Records excerpted from a collection
-.-.-

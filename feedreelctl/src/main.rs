use clap::Parser;

fn main() {
    dotenvy::dotenv().ok();
    feedreelctl::init_tracing();
    let cli = feedreelctl::Cli::parse();
    if let Err(err) = feedreelctl::run(cli) {
        eprintln!("erro: {err}");
        std::process::exit(1);
    }
}
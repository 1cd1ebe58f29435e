mod error;

use std::fmt;
use std::io;
use std::path::{Path, PathBuf};
use std::process::{Output, Stdio};
use std::sync::{Arc, OnceLock};
use std::time::Duration;

use async_trait::async_trait;
use regex::Regex;
use serde::Serialize;
use tokio::fs;
use tokio::process::Command;
use tracing::{debug, info, warn};

use crate::config::RenderSection;
use crate::media::{CANONICAL_EXTENSION, PLACEHOLDER_FILE_NAME};
use crate::scratch::ScratchDir;

pub use error::{AssemblyError, AssemblyResult};

/// Name of the concat demuxer manifest written next to the images.
pub const MANIFEST_FILE_NAME: &str = "concat.txt";

#[async_trait]
pub trait CommandExecutor: Send + Sync {
    async fn run(&self, program: &Path, args: &[String], timeout: Duration) -> io::Result<Output>;
}

pub struct SystemCommandExecutor;

#[async_trait]
impl CommandExecutor for SystemCommandExecutor {
    async fn run(&self, program: &Path, args: &[String], timeout: Duration) -> io::Result<Output> {
        let mut command = Command::new(program);
        command
            .args(args)
            .kill_on_drop(true)
            .stdin(Stdio::null())
            .stdout(Stdio::piped())
            .stderr(Stdio::piped());
        match tokio::time::timeout(timeout, command.output()).await {
            Ok(result) => result,
            Err(_) => Err(io::Error::new(
                io::ErrorKind::TimedOut,
                format!("{} timed out after {}s", program.display(), timeout.as_secs()),
            )),
        }
    }
}

#[derive(Debug, Clone)]
pub struct AssemblerSettings {
    pub ffmpeg: PathBuf,
    pub frame_width: u32,
    pub frame_height: u32,
    pub timeout: Duration,
}

impl AssemblerSettings {
    pub fn from_render(render: &RenderSection) -> Self {
        Self {
            ffmpeg: render.ffmpeg.clone(),
            frame_width: render.frame_width,
            frame_height: render.frame_height,
            timeout: Duration::from_secs(render.ffmpeg_timeout_seconds),
        }
    }
}

impl Default for AssemblerSettings {
    fn default() -> Self {
        Self::from_render(&RenderSection::default())
    }
}

#[derive(Debug, Clone, PartialEq, Serialize)]
pub struct AssemblyOutcome {
    pub output_path: PathBuf,
    pub segments: usize,
    pub size_bytes: u64,
    pub duration_seconds: f64,
}

/// Concatenates the scratch directory's images into a silent H.264 slideshow.
pub struct VideoAssembler {
    settings: AssemblerSettings,
    executor: Arc<dyn CommandExecutor>,
}

impl fmt::Debug for VideoAssembler {
    fn fmt(&self, f: &mut fmt::Formatter<'_>) -> fmt::Result {
        f.debug_struct("VideoAssembler")
            .field("settings", &self.settings)
            .finish()
    }
}

impl VideoAssembler {
    pub fn new(settings: AssemblerSettings) -> Self {
        Self {
            settings,
            executor: Arc::new(SystemCommandExecutor),
        }
    }

    pub fn with_executor(mut self, executor: Arc<dyn CommandExecutor>) -> Self {
        self.executor = executor;
        self
    }

    pub fn settings(&self) -> &AssemblerSettings {
        &self.settings
    }

    /// Encodes every `*.jpg` in the scratch directory into `output`. The
    /// directory is removed on success; on failure it is kept and marked
    /// `failed`.
    pub async fn assemble(
        &self,
        mut scratch: ScratchDir,
        image_duration: f64,
        fps: u32,
        output: &Path,
    ) -> AssemblyResult<AssemblyOutcome> {
        match self.encode(&scratch, image_duration, fps, output).await {
            Ok(outcome) => {
                if let Err(err) = scratch.discard().await {
                    warn!(error = %err, "failed to remove scratch directory after assembly");
                }
                Ok(outcome)
            }
            Err(err) => {
                if let Err(marker_err) = scratch.mark_failed(&err.to_string()).await {
                    warn!(error = %marker_err, "failed to flag scratch directory");
                }
                Err(err)
            }
        }
    }

    async fn encode(
        &self,
        scratch: &ScratchDir,
        image_duration: f64,
        fps: u32,
        output: &Path,
    ) -> AssemblyResult<AssemblyOutcome> {
        let images = list_canonical_images(scratch.path()).await?;
        if images.is_empty() {
            return Err(AssemblyError::NoImages {
                dir: scratch.path().to_path_buf(),
            });
        }

        let manifest_path = scratch.path().join(MANIFEST_FILE_NAME);
        let manifest = build_concat_manifest(&images, image_duration);
        fs::write(&manifest_path, manifest)
            .await
            .map_err(|source| AssemblyError::Io {
                source,
                path: manifest_path.clone(),
            })?;
        if let Some(parent) = output.parent().filter(|p| !p.as_os_str().is_empty()) {
            fs::create_dir_all(parent)
                .await
                .map_err(|source| AssemblyError::Io {
                    source,
                    path: parent.to_path_buf(),
                })?;
        }

        let args = self.encoder_args(&manifest_path, fps, output);
        let command = format!("{} {}", self.settings.ffmpeg.display(), args.join(" "));
        debug!(%command, segments = images.len(), "running encoder");
        let result = self
            .executor
            .run(&self.settings.ffmpeg, &args, self.settings.timeout)
            .await
            .map_err(|err| AssemblyError::Encoding {
                command: command.clone(),
                status: None,
                stderr: err.to_string(),
            })?;
        if !result.status.success() {
            return Err(AssemblyError::Encoding {
                command,
                status: result.status.code(),
                stderr: String::from_utf8_lossy(&result.stderr).trim().to_string(),
            });
        }

        let size_bytes = fs::metadata(output)
            .await
            .map_err(|source| AssemblyError::Io {
                source,
                path: output.to_path_buf(),
            })?
            .len();
        let outcome = AssemblyOutcome {
            output_path: output.to_path_buf(),
            segments: images.len(),
            size_bytes,
            duration_seconds: image_duration * images.len() as f64,
        };
        info!(
            output = %output.display(),
            segments = outcome.segments,
            size_bytes,
            "video assembled"
        );
        Ok(outcome)
    }

    fn encoder_args(&self, manifest: &Path, fps: u32, output: &Path) -> Vec<String> {
        let (width, height) = (self.settings.frame_width, self.settings.frame_height);
        let filter = format!(
            "scale={width}:{height}:force_original_aspect_ratio=decrease,\
             pad={width}:{height}:(ow-iw)/2:(oh-ih)/2:color=black,setsar=1,format=yuv420p"
        );
        vec![
            "-y".into(),
            "-hide_banner".into(),
            "-loglevel".into(),
            "error".into(),
            "-f".into(),
            "concat".into(),
            "-safe".into(),
            "0".into(),
            "-i".into(),
            manifest.display().to_string(),
            "-vf".into(),
            filter,
            "-r".into(),
            fps.to_string(),
            "-c:v".into(),
            "libx264".into(),
            "-pix_fmt".into(),
            "yuv420p".into(),
            "-an".into(),
            "-movflags".into(),
            "+faststart".into(),
            output.display().to_string(),
        ]
    }
}

fn sequence_pattern() -> &'static Regex {
    static PATTERN: OnceLock<Regex> = OnceLock::new();
    PATTERN.get_or_init(|| Regex::new(r"^img(\d+)\.jpg$").expect("valid regex"))
}

/// `img2.jpg` sorts before `img10.jpg`; anything else (the placeholder) after
/// the numbered images.
fn sort_key(name: &str) -> (u8, u64, String) {
    match sequence_pattern()
        .captures(name)
        .and_then(|caps| caps[1].parse::<u64>().ok())
    {
        Some(sequence) => (0, sequence, String::new()),
        None if name == PLACEHOLDER_FILE_NAME => (1, 0, String::new()),
        None => (2, 0, name.to_string()),
    }
}

/// File names of the canonical images in playback order.
pub async fn list_canonical_images(dir: &Path) -> AssemblyResult<Vec<String>> {
    let io_error = |source| AssemblyError::Io {
        source,
        path: dir.to_path_buf(),
    };
    let mut entries = fs::read_dir(dir).await.map_err(io_error)?;
    let mut names = Vec::new();
    while let Some(entry) = entries.next_entry().await.map_err(io_error)? {
        let name = entry.file_name().to_string_lossy().into_owned();
        let is_canonical = Path::new(&name)
            .extension()
            .is_some_and(|ext| ext == CANONICAL_EXTENSION);
        if is_canonical && !name.starts_with('.') {
            names.push(name);
        }
    }
    names.sort_by_cached_key(|name| sort_key(name));
    Ok(names)
}

/// ffconcat manifest giving each image `image_duration` seconds. The last
/// entry is repeated because the demuxer ignores the final duration.
pub fn build_concat_manifest(images: &[String], image_duration: f64) -> String {
    let mut manifest = String::from("ffconcat version 1.0\n");
    for name in images {
        manifest.push_str(&format!("file '{}'\nduration {}\n", escape(name), image_duration));
    }
    if let Some(last) = images.last() {
        manifest.push_str(&format!("file '{}'\n", escape(last)));
    }
    manifest
}

fn escape(name: &str) -> String {
    name.replace('\'', r"'\''")
}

-.-.-

### [Required action]
Scan the entries above and show each line that contains the word "after".

### [Response to this exercise]
                format!("{} timed out after {}s", program.display(), timeout.as_secs()),
                    warn!(error = %err, "failed to remove scratch directory after assembly");
/// `img2.jpg` sorts before `img10.jpg`; anything else (the placeholder) after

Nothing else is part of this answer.